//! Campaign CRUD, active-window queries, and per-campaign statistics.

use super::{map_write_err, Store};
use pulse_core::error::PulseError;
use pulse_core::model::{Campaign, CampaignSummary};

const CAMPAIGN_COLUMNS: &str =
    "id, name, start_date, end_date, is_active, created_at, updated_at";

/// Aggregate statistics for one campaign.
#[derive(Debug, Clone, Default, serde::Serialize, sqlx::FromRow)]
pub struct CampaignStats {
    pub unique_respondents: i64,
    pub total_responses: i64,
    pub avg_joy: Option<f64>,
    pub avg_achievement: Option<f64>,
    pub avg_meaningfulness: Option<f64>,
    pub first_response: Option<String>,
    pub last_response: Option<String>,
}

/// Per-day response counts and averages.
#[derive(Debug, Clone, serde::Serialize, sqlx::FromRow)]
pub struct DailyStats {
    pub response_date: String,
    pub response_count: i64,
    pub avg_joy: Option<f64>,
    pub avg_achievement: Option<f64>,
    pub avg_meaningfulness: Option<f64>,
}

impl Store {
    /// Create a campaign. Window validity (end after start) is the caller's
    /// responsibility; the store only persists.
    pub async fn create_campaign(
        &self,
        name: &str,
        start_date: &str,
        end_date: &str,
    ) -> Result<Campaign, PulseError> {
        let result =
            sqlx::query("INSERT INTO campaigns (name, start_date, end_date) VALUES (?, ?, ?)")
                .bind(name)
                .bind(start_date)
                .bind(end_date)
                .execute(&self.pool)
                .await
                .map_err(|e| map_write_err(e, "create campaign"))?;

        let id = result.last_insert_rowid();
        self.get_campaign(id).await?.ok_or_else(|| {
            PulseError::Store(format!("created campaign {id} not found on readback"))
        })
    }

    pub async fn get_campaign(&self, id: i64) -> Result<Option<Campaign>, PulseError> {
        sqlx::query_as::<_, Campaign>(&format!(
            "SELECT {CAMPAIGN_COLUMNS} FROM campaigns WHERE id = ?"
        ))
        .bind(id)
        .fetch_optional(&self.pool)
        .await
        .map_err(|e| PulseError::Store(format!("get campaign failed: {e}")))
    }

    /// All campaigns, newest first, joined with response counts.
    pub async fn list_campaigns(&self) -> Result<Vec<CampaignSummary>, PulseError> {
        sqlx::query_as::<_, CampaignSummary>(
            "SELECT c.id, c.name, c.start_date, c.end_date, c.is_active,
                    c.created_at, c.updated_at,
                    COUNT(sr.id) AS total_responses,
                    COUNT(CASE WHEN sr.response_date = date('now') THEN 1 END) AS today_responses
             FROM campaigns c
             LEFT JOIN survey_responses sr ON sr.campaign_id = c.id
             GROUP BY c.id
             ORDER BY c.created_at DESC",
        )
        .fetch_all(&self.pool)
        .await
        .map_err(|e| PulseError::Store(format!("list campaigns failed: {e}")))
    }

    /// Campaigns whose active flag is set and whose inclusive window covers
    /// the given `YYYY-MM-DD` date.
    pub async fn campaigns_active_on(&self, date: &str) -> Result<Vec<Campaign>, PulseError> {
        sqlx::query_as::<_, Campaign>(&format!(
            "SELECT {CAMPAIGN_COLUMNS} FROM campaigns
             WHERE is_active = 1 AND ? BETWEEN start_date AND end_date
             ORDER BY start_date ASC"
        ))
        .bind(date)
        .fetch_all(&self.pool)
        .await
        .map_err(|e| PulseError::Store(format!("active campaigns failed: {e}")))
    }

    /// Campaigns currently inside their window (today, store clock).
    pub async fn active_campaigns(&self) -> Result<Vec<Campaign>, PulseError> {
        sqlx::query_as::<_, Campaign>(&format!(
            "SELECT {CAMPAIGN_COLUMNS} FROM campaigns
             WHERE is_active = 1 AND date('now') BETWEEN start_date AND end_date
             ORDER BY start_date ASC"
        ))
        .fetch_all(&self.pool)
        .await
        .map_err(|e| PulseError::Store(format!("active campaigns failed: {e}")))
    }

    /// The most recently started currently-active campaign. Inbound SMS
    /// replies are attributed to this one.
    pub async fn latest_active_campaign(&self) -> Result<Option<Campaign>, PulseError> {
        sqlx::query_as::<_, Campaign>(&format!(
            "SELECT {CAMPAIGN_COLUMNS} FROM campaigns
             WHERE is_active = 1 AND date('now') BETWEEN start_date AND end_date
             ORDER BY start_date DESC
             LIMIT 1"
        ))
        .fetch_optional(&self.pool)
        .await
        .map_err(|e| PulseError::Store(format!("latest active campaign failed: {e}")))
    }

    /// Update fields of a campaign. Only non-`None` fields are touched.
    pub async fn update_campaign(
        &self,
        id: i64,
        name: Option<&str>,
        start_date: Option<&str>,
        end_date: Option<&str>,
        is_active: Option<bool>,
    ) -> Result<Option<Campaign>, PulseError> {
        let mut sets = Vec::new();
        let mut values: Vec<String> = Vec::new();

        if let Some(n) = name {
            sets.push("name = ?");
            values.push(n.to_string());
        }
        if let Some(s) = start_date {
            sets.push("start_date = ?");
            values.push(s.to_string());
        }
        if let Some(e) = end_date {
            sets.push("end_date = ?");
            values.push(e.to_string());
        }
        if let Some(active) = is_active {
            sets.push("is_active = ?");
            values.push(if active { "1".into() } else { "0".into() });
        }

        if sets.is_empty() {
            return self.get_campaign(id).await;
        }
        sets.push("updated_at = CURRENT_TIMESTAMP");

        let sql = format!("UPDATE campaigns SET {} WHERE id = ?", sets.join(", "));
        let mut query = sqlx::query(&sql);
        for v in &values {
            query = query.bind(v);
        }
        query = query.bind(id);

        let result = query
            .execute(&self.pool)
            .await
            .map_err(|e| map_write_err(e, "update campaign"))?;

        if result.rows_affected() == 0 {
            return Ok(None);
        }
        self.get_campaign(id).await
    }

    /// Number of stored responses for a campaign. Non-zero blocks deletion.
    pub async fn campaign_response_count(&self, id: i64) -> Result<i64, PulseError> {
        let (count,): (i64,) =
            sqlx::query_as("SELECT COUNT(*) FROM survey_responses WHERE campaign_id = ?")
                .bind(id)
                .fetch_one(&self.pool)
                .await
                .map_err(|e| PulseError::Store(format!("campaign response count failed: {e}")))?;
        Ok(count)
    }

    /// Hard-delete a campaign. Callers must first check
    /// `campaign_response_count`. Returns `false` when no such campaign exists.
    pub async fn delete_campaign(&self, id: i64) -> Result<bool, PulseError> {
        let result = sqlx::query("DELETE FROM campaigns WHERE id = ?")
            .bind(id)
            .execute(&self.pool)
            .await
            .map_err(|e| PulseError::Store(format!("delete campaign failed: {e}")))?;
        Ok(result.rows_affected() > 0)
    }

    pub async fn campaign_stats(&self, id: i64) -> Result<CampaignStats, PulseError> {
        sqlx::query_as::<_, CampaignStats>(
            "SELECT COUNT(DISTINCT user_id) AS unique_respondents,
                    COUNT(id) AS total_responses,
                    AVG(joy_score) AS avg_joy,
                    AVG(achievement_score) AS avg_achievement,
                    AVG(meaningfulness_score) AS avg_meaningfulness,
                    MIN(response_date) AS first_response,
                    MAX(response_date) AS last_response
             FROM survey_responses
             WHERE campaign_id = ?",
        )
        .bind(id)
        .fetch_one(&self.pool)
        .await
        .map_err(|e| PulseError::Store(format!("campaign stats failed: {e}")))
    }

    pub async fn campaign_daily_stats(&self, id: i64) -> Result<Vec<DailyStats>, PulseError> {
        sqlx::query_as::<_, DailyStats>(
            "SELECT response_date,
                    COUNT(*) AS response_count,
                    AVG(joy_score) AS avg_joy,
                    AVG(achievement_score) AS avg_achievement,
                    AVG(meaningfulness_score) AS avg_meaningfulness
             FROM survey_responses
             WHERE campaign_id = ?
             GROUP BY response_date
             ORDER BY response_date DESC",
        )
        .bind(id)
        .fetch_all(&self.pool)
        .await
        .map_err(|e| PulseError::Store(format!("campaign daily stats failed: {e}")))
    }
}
---
Exercise goal:
Work through the entries, filtering for the string "derive", and copy each line that holds it.

Result of this task:
#[derive(Debug, Clone, Default, serde::Serialize, sqlx::FromRow)]
#[derive(Debug, Clone, serde::Serialize, sqlx::FromRow)]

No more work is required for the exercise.